**Instructions for the task**
In the records below, find the line that contains "if opened read-only." and the line that contains "Uploads the identity", then retype exactly those two lines and every line between them.

Top of Data to examine

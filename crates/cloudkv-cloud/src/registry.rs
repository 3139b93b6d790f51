//! Dbid registry: maps a database identity to its object prefix in a bucket.
//!
//! The reinitialization check only reads it. Entries are written once, when
//! a database first publishes its identity to a destination.

use std::sync::Arc;

use tracing::debug;

use crate::config::trim_path;
use crate::error::{CloudError, CloudResult};
use crate::object_store::{BoxFuture, ObjectStore};

/// Key prefix under which [`ObjectRegistry`] keeps its entries.
pub const REGISTRY_PREFIX: &str = ".registry/dbid";

/// Lookup and registration of dbid → object prefix mappings.
pub trait DbidRegistry: Send + Sync {
    /// Returns the registered prefix, or [`CloudError::DbidNotRegistered`].
    fn path_for_dbid<'a>(&'a self, bucket: &'a str, dbid: &'a str)
        -> BoxFuture<'a, CloudResult<String>>;
    /// Records `dbid → path` in `bucket`, replacing any previous entry.
    fn register_dbid<'a>(
        &'a self,
        bucket: &'a str,
        dbid: &'a str,
        path: &'a str,
    ) -> BoxFuture<'a, CloudResult<()>>;
}

/// Registry stored as small objects inside each bucket.
pub struct ObjectRegistry {
    store: Arc<dyn ObjectStore>,
}

impl ObjectRegistry {
    /// Create a registry backed by `store`.
    pub fn new(store: Arc<dyn ObjectStore>) -> Self {
        Self { store }
    }

    /// Object key holding the entry for `dbid`.
    pub fn entry_key(dbid: &str) -> String {
        format!("{}/{}", REGISTRY_PREFIX, dbid)
    }
}

impl DbidRegistry for ObjectRegistry {
    fn path_for_dbid<'a>(
        &'a self,
        bucket: &'a str,
        dbid: &'a str,
    ) -> BoxFuture<'a, CloudResult<String>> {
        Box::pin(async move {
            if dbid.is_empty() {
                return Err(CloudError::InvalidArgument {
                    reason: "empty dbid".to_string(),
                });
            }
            let key = Self::entry_key(dbid);
            match self.store.get_object(bucket, &key).await {
                Ok(data) => {
                    let path = String::from_utf8_lossy(&data).trim().to_string();
                    debug!(bucket = %bucket, dbid = %dbid, path = %path, "registry lookup");
                    Ok(path)
                }
                Err(e) if e.is_not_found() => Err(CloudError::DbidNotRegistered {
                    bucket: bucket.to_string(),
                    dbid: dbid.to_string(),
                }),
                Err(e) => Err(e),
            }
        })
    }

    fn register_dbid<'a>(
        &'a self,
        bucket: &'a str,
        dbid: &'a str,
        path: &'a str,
    ) -> BoxFuture<'a, CloudResult<()>> {
        Box::pin(async move {
            if dbid.is_empty() {
                return Err(CloudError::InvalidArgument {
                    reason: "empty dbid".to_string(),
                });
            }
            let key = Self::entry_key(dbid);
            self.store
                .put_object(bucket, &key, trim_path(path).as_bytes().to_vec())
                .await?;
            debug!(bucket = %bucket, dbid = %dbid, path = %path, "registered dbid");
            Ok(())
        })
    }
}
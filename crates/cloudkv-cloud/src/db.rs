//! Cloud-backed database handle.
//!
//! [`CloudDb::open`] runs the bootstrap sequence before handing the
//! directory to the storage engine:
//!
//! 1. sanitize the local directory
//! 2. migrate a legacy manifest, fetch and load the CLOUDMANIFEST
//! 3. roll a new epoch if needed, then drop invisible local files
//! 4. open the engine and publish the identity to the destination

use std::path::PathBuf;
use std::sync::Arc;

use tracing::{debug, info, warn};

use crate::cleanup::delete_invisible_files;
use crate::config::CloudConfig;
use crate::engine::{EngineFactory, EngineOptions, StorageEngine};
use crate::error::CloudResult;
use crate::fetch::fetch_cloud_manifest;
use crate::filename::{cloud_manifest_file, identity_file, IDENTITY_FILE};
use crate::migrate::maybe_migrate_manifest_file;
use crate::object_store::ObjectStore;
use crate::registry::ObjectRegistry;
use crate::roll::maybe_roll_new_epoch;
use crate::sanitize::sanitize_directory;
use crate::savepoint::{savepoint, SavepointReport};
use crate::session::CloudSession;

/// Manifest size at which the engine rolls its manifest. Manifests are
/// uploaded on every change, so they are kept small.
pub const MAX_MANIFEST_FILE_SIZE: u64 = 4 * 1024 * 1024;

/// An open cloud-backed database.
pub struct CloudDb {
    session: CloudSession,
    engine: Box<dyn StorageEngine>,
    read_only: bool,
}

impl CloudDb {
    /// Opens the database in the session's local directory.
    pub async fn open(
        mut options: EngineOptions,
        mut session: CloudSession,
        factory: &dyn EngineFactory,
        read_only: bool,
    ) -> CloudResult<Self> {
        sanitize_directory(&session, &options, read_only).await?;

        let local_dir = session.local_dir().to_path_buf();
        if read_only {
            if session.env().exists(&cloud_manifest_file(&local_dir))? {
                session.load_local_cloud_manifest()?;
            }
        } else {
            maybe_migrate_manifest_file(session.env(), &local_dir)?;
            fetch_cloud_manifest(&session).await?;
            session.load_local_cloud_manifest()?;
            maybe_roll_new_epoch(&mut session, factory).await?;

            if let Err(e) = delete_invisible_files(&session) {
                info!(dir = ?local_dir, error = %e, "failed to delete invisible files");
            }
        }

        options.max_manifest_file_size = MAX_MANIFEST_FILE_SIZE;
        let engine = factory.open(&options, &session, read_only)?;

        // Every file was size-checked while opening.
        session.disable_filesize_validation();

        let dbid = engine.identity()?;
        if !read_only {
            publish_identity(&session, &dbid).await?;
        }

        info!(
            dir = ?local_dir,
            dbid = %dbid,
            epoch = %session.current_epoch(),
            read_only,
            "opened cloud db"
        );
        Ok(Self {
            session,
            engine,
            read_only,
        })
    }

    /// Opens a database from a loaded [`CloudConfig`], using an
    /// [`ObjectRegistry`] on `store`.
    pub async fn open_with_config(
        config: &CloudConfig,
        local_dir: impl Into<PathBuf>,
        store: Arc<dyn ObjectStore>,
        factory: &dyn EngineFactory,
        read_only: bool,
    ) -> CloudResult<Self> {
        let registry = Arc::new(ObjectRegistry::new(store.clone()));
        let session = CloudSession::new(config.cloud.clone(), local_dir, store, registry);
        Self::open(config.engine.clone(), session, factory, read_only).await
    }

    /// Copies live data files missing at the destination.
    pub async fn savepoint(&self) -> CloudResult<SavepointReport> {
        savepoint(&self.session, self.engine.as_ref()).await
    }

    /// Flushes the engine.
    pub fn flush(&self) -> CloudResult<()> {
        self.engine.flush()
    }

    /// The database identity.
    pub fn identity(&self) -> CloudResult<String> {
        self.engine.identity()
    }

    /// The session this database was opened with.
    pub fn session(&self) -> &CloudSession {
        &self.session
    }

    /// The underlying engine.
    pub fn engine(&self) -> &dyn StorageEngine {
        self.engine.as_ref()
    }

    /// True if opened read-only.
    pub fn is_read_only(&self) -> bool {
        self.read_only
    }
}

impl Drop for CloudDb {
    fn drop(&mut self) {
        if self.read_only {
            return;
        }
        if let Err(e) = self.engine.flush() {
            warn!(dir = ?self.session.local_dir(), error = %e, "flush on close failed");
        }
    }
}

/// Uploads the identity and registers `dbid → dest prefix` if the
/// destination registry does not know the dbid yet.
async fn publish_identity(session: &CloudSession, dbid: &str) -> CloudResult<bool> {
    let dest = match session.dest() {
        Some(dest) => dest,
        None => return Ok(false),
    };

    match session.registry().path_for_dbid(&dest.bucket, dbid).await {
        Ok(path) => {
            debug!(dbid = %dbid, path = %path, "dbid already registered in dest");
            return Ok(false);
        }
        Err(e) if e.is_not_found() => {}
        Err(e) => return Err(e),
    }

    let local = identity_file(session.local_dir());
    session.put_file_object(&local, dest, IDENTITY_FILE).await?;
    session
        .registry()
        .register_dbid(&dest.bucket, dbid, dest.normalized_prefix())
        .await?;
    info!(dbid = %dbid, bucket = %dest.bucket, prefix = %dest.normalized_prefix(), "published identity");
    Ok(true)
}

Bottom of Data to examine

**Result**
    /// True if opened read-only.
    pub fn is_read_only(&self) -> bool {
        self.read_only
    }
}

impl Drop for CloudDb {
    fn drop(&mut self) {
        if self.read_only {
            return;
        }
        if let Err(e) = self.engine.flush() {
            warn!(dir = ?self.session.local_dir(), error = %e, "flush on close failed");
        }
    }
}

/// Uploads the identity and registers `dbid → dest prefix` if the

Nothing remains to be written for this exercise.